# PROBLEM STATEMENT
Please start at the first line of the records beneath and quote each line exactly, ending with the line containing "fn next() ->".

# DATA EXTRACT
//! Shader documents: the authoring-facing description of one shader
//! stage's inputs, outputs and bindings, prior to text generation.

use std::fmt;
use std::sync::atomic::{AtomicU64, Ordering};

use crate::arena::NodeId;
use crate::graph::ShaderGraph;
use crate::node::ValueRepr;
use crate::types::{UniformType, ValueType};

static NEXT_DOCUMENT_ID: AtomicU64 = AtomicU64::new(1);

/// A process-stable document identity.
///
/// Used by the MSL generator to suffix entry-point names so that multiple
/// shader-pair variants can coexist in one compiled library, and by
/// renderer backends as part of their pipeline cache keys.
#[derive(Debug, Clone, Copy, PartialEq, Eq, PartialOrd, Ord, Hash)]
pub struct DocumentId(u64);

impl DocumentId {
    fn next() -> Self {
        Self(NEXT_DOCUMENT_ID.fetch_add(1, Ordering::Relaxed))
    }
}

impl fmt::Display for DocumentId {
    fn fmt(&self, f: &mut fmt::Formatter<'_>) -> fmt::Result {
        write!(f, "{}", self.0)
    }
}

/// The per-stream vertex input nodes of one geometry stream.
#[derive(Debug, Clone, Copy)]
pub struct Geometry {
    pub position: NodeId,
    pub texture_coordinate_0: NodeId,
    pub texture_coordinate_1: NodeId,
    pub normal: NodeId,
    pub tangent: NodeId,
    pub color: NodeId,
    pub joint_indices: NodeId,
    pub joint_weights: NodeId,
}

fn make_geometry(graph: &mut ShaderGraph, index: u8) -> Geometry {
    Geometry {
        position: graph.add_node(ValueRepr::VertexInPosition(index), ValueType::Float3),
        texture_coordinate_0: graph
            .add_node(ValueRepr::VertexInTexCoord0(index), ValueType::Float2),
        texture_coordinate_1: graph
            .add_node(ValueRepr::VertexInTexCoord1(index), ValueType::Float2),
        normal: graph.add_node(ValueRepr::VertexInNormal(index), ValueType::Float3),
        tangent: graph.add_node(ValueRepr::VertexInTangent(index), ValueType::Float3),
        color: graph.add_node(ValueRepr::VertexInColor(index), ValueType::Float4),
        joint_indices: graph
            .add_node(ValueRepr::VertexInJointIndices(index), ValueType::UInt4),
        joint_weights: graph
            .add_node(ValueRepr::VertexInJointWeights(index), ValueType::Float4),
    }
}

/// One material channel's binding nodes: a texture attachment plus its
/// sampling scale/offset and tint color.
#[derive(Debug, Clone, Copy)]
pub struct MaterialChannel {
    pub attachment: NodeId,
    pub scale: NodeId,
    pub offset: NodeId,
    pub color: NodeId,
}

fn make_channel(graph: &mut ShaderGraph, index: u8) -> MaterialChannel {
    MaterialChannel {
        attachment: graph.add_node(ValueRepr::ChannelAttachment(index), ValueType::Texture2D),
        scale: graph.add_node(ValueRepr::ChannelScale(index), ValueType::Float2),
        offset: graph.add_node(ValueRepr::ChannelOffset(index), ValueType::Float2),
        color: graph.add_node(ValueRepr::ChannelColor(index), ValueType::Float4),
    }
}

fn channel_at(
    graph: &mut ShaderGraph,
    channels: &mut Vec<MaterialChannel>,
    index: u8,
) -> MaterialChannel {
    assert!(
        (index as usize) <= channels.len(),
        "channel index {index} must be an existing channel or the next one"
    );
    if index as usize == channels.len() {
        let channel = make_channel(graph, index);
        channels.push(channel);
    }
    channels[index as usize]
}

fn custom_uniform(
    graph: &mut ShaderGraph,
    uniforms: &mut Vec<(String, NodeId)>,
    name: &str,
    ty: UniformType,
) -> NodeId {
    if let Some((_, id)) = uniforms.iter().find(|(n, _)| n == name) {
        return *id;
    }
    let id = graph.add_node(
        ValueRepr::UniformCustom {
            name: name.to_owned(),
            ty,
        },
        ty.value_type(),
    );
    uniforms.push((name.to_owned(), id));
    id
}

fn sorted_uniforms(uniforms: &[(String, NodeId)]) -> Vec<(&str, NodeId)> {
    let mut out: Vec<(&str, NodeId)> = uniforms
        .iter()
        .map(|(name, id)| (name.as_str(), *id))
        .collect();
    // Case-insensitive name order; exact name as the tie-break. The
    // renderer backends compute uniform-buffer byte offsets with the same
    // sort, independently of the generators.
    out.sort_by(|a, b| {
        let al = a.0.to_ascii_lowercase();
        let bl = b.0.to_ascii_lowercase();
        al.cmp(&bl).then_with(|| a.0.cmp(b.0))
    });
    out
}

/// The vertex-stage shader document.
pub struct VertexShader {
    id: DocumentId,
    /// The value graph all of this document's nodes live in.
    pub graph: ShaderGraph,
    geometries: Vec<Geometry>,
    channels: Vec<MaterialChannel>,
    uniforms: Vec<(String, NodeId)>,
    outputs: Vec<(String, NodeId)>,
    position: Option<NodeId>,
    point_size: Option<NodeId>,
    instance_id: NodeId,
    model_matrix: NodeId,
    view_matrix: NodeId,
    projection_matrix: NodeId,
    model_view_projection_matrix: NodeId,
}

impl VertexShader {
    pub fn new() -> Self {
        let mut graph = ShaderGraph::new();
        let geometry0 = make_geometry(&mut graph, 0);
        let channel0 = make_channel(&mut graph, 0);
        let model_matrix = graph.add_node(ValueRepr::UniformModelMatrix, ValueType::Float4x4);
        let view_matrix = graph.add_node(ValueRepr::UniformViewMatrix, ValueType::Float4x4);
        let projection_matrix =
            graph.add_node(ValueRepr::UniformProjectionMatrix, ValueType::Float4x4);
        let view_projection = graph.multiply(projection_matrix, view_matrix);
        let model_view_projection_matrix = graph.multiply(view_projection, model_matrix);
        let instance_id = graph.add_node(ValueRepr::VertexInstanceId, ValueType::Int);
        Self {
            id: DocumentId::next(),
            graph,
            geometries: vec![geometry0],
            channels: vec![channel0],
            uniforms: Vec::new(),
            outputs: Vec::new(),
            position: None,
            point_size: None,
            instance_id,
            model_matrix,
            view_matrix,
            projection_matrix,
            model_view_projection_matrix,
        }
    }

    pub fn id(&self) -> DocumentId {
        self.id
    }

    /// The vertex input nodes for geometry stream `index`. Requesting the
    /// stream one past the end appends it.
    pub fn geometry(&mut self, index: u8) -> Geometry {
        assert!(
            (index as usize) <= self.geometries.len(),
            "geometry index {index} must be an existing stream or the next one"
        );
        if index as usize == self.geometries.len() {
            let geometry = make_geometry(&mut self.graph, index);
            self.geometries.push(geometry);
        }
        self.geometries[index as usize]
    }

    /// The geometry streams created so far, in stream order.
    pub fn geometries(&self) -> &[Geometry] {
        &self.geometries
    }

    /// The binding nodes for material channel `index`. Requesting the
    /// channel one past the end appends it.
    pub fn channel(&mut self, index: u8) -> MaterialChannel {
        channel_at(&mut self.graph, &mut self.channels, index)
    }

    /// The material channels in channel order.
    pub fn channels(&self) -> &[MaterialChannel] {
        &self.channels
    }

    /// Creates or returns the custom uniform named `name`.
    pub fn custom_uniform(&mut self, name: &str, ty: UniformType) -> NodeId {
        custom_uniform(&mut self.graph, &mut self.uniforms, name, ty)
    }

    /// Custom uniforms in the deterministic emission order.
    pub fn sorted_custom_uniforms(&self) -> Vec<(&str, NodeId)> {
        sorted_uniforms(&self.uniforms)
    }

    pub fn model_matrix(&self) -> NodeId {
        self.model_matrix
    }

    pub fn view_matrix(&self) -> NodeId {
        self.view_matrix
    }

    pub fn projection_matrix(&self) -> NodeId {
        self.projection_matrix
    }

    /// `projection * view * model`, the default position transform.
    pub fn model_view_projection_matrix(&self) -> NodeId {
        self.model_view_projection_matrix
    }

    pub fn instance_id(&self) -> NodeId {
        self.instance_id
    }

    /// Binds the clip-space position output.
    pub fn set_position(&mut self, value: NodeId) {
        self.position = Some(value);
    }

    pub fn position(&self) -> Option<NodeId> {
        self.position
    }

    /// Binds the point-size output.
    pub fn set_point_size(&mut self, value: NodeId) {
        self.point_size = Some(value);
    }

    pub fn point_size(&self) -> Option<NodeId> {
        self.point_size
    }

    /// Binds the named varying output, replacing any previous binding of
    /// the same name while keeping its original position in emission
    /// order.
    pub fn set_output(&mut self, name: &str, value: NodeId) {
        if let Some(entry) = self.outputs.iter_mut().find(|(n, _)| n == name) {
            entry.1 = value;
            return;
        }
        self.outputs.push((name.to_owned(), value));
    }

    /// Named varying outputs in insertion order.
    pub fn outputs(&self) -> impl Iterator<Item = (&str, NodeId)> {
        self.outputs.iter().map(|(name, id)| (name.as_str(), *id))
    }
}

impl Default for VertexShader {
    fn default() -> Self {
        Self::new()
    }
}

/// The fragment-stage shader document.
pub struct FragmentShader {
    id: DocumentId,
    /// The value graph all of this document's nodes live in.
    pub graph: ShaderGraph,
    channels: Vec<MaterialChannel>,
    uniforms: Vec<(String, NodeId)>,
    inputs: Vec<(String, NodeId)>,
    color: Option<NodeId>,
    instance_id: NodeId,
    position: NodeId,
}

impl FragmentShader {
    pub fn new() -> Self {
        let mut graph = ShaderGraph::new();
        let channel0 = make_channel(&mut graph, 0);
        let instance_id = graph.add_node(ValueRepr::FragmentInstanceId, ValueType::Int);
        let position = graph.add_node(ValueRepr::FragmentPosition, ValueType::Float4);
        Self {
            id: DocumentId::next(),
            graph,
            channels: vec![channel0],
            uniforms: Vec::new(),
            inputs: Vec::new(),
            color: None,
            instance_id,
            position,
        }
    }

    pub fn id(&self) -> DocumentId {
        self.id
    }

    /// The binding nodes for material channel `index`. Requesting the
    /// channel one past the end appends it.
    pub fn channel(&mut self, index: u8) -> MaterialChannel {
        channel_at(&mut self.graph, &mut self.channels, index)
    }

    /// The material channels in channel order.
    pub fn channels(&self) -> &[MaterialChannel] {
        &self.channels
    }

    /// Creates or returns the custom uniform named `name`.
    pub fn custom_uniform(&mut self, name: &str, ty: UniformType) -> NodeId {
        custom_uniform(&mut self.graph, &mut self.uniforms, name, ty)
    }

    /// Custom uniforms in the deterministic emission order.
    pub fn sorted_custom_uniforms(&self) -> Vec<(&str, NodeId)> {
        sorted_uniforms(&self.uniforms)
    }

    /// Creates or returns the named varying input with the given type.
    ///
    /// The paired vertex shader must write an output of the same name;
    /// generation fails linkage validation otherwise.
    pub fn input(&mut self, name: &str, ty: ValueType) -> NodeId {
        if let Some((_, id)) = self.inputs.iter().find(|(n, _)| n == name) {
            return *id;
        }
        let id = self
            .graph
            .add_node(ValueRepr::FragmentIn(name.to_owned()), ty);
        self.inputs.push((name.to_owned(), id));
        id
    }

    /// Named varying inputs in insertion order.
    pub fn inputs(&self) -> impl Iterator<Item = (&str, NodeId)> {
        self.inputs.iter().map(|(name, id)| (name.as_str(), *id))
    }

    /// Binds the color output.
    pub fn set_color(&mut self, value: NodeId) {
        self.color = Some(value);
    }

    pub fn color(&self) -> Option<NodeId> {
        self.color
    }

    pub fn instance_id(&self) -> NodeId {
        self.instance_id
    }

    /// The fragment's window-space position.
    pub fn position(&self) -> NodeId {
        self.position
    }
}

impl Default for FragmentShader {
    fn default() -> Self {
        Self::new()
    }
}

# ANSWER FOR THIS EXERCISE
//! Shader documents: the authoring-facing description of one shader
//! stage's inputs, outputs and bindings, prior to text generation.

use std::fmt;
use std::sync::atomic::{AtomicU64, Ordering};

use crate::arena::NodeId;
use crate::graph::ShaderGraph;
use crate::node::ValueRepr;
use crate::types::{UniformType, ValueType};

static NEXT_DOCUMENT_ID: AtomicU64 = AtomicU64::new(1);

/// A process-stable document identity.
///
/// Used by the MSL generator to suffix entry-point names so that multiple
/// shader-pair variants can coexist in one compiled library, and by
/// renderer backends as part of their pipeline cache keys.
#[derive(Debug, Clone, Copy, PartialEq, Eq, PartialOrd, Ord, Hash)]
pub struct DocumentId(u64);

impl DocumentId {
    fn next() -> Self {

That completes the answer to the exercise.